[Task inputs Boundary: Start]

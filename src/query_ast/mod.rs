//! SQL layer for partitioned object tables.
//!
//! Statements look like `SELECT ... FROM db.table<path> [WHERE ...] [LIMIT n]`, where `<path>` is a
//! document-navigation suffix (`[*].a.b`) that only the object query service understands. It is
//! split off before sqlparser sees the statement and re-attached when the per-object statement
//! is emitted.
//!
//! WHERE clauses are lowered into the closed [`logical::Expr`] tree, which the rewrite layer
//! projects in two directions: partition-only (evaluated locally against partition values) and
//! non-partition-only (sent with each object query).

pub mod logical;
pub mod parser;
pub mod emitter;
pub mod rewrite;
pub mod errors;

pub use errors::*;
pub use logical::*;
pub use emitter::render_where;
pub use parser::{get_where_ast, parse_table_and_trailing_expr, parse_where_clause, split_path_expression};
pub use rewrite::{get_limit, project_non_partition_only, project_partition_only, rewrite_source_to_placeholder, set_limit};

/// Compile a table statement into the statement sent against a single object: the source becomes
/// `<placeholder><path>`, partition predicates are replaced by TRUE and an existing LIMIT is
/// overwritten with `per_key_limit`.
pub fn compile_object_query(
    raw: &str,
    partition_columns: &[String],
    placeholder: &str,
    per_key_limit: Option<u64>,
) -> Result<String, QueryAstError> {
    let mut parsed = parser::parse_statement(raw)?;
    let data_where = parsed.where_ast().map(|w| project_non_partition_only(&w, partition_columns));
    rewrite::set_where(&mut parsed, data_where.as_ref())?;
    rewrite::set_source(&mut parsed, placeholder)?;
    if let Some(n) = per_key_limit {
        parsed.set_limit(n);
    }
    let sql = parsed.query.to_string();
    log::debug!("compiled object query: {}", sql);
    Ok(sql)
}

[Task inputs Boundary: End]

### What needs to be done
Look through the records above for the string "into", then copy every line that has it.

### Result of this exercise
//! WHERE clauses are lowered into the closed [`logical::Expr`] tree, which the rewrite layer
/// Compile a table statement into the statement sent against a single object: the source becomes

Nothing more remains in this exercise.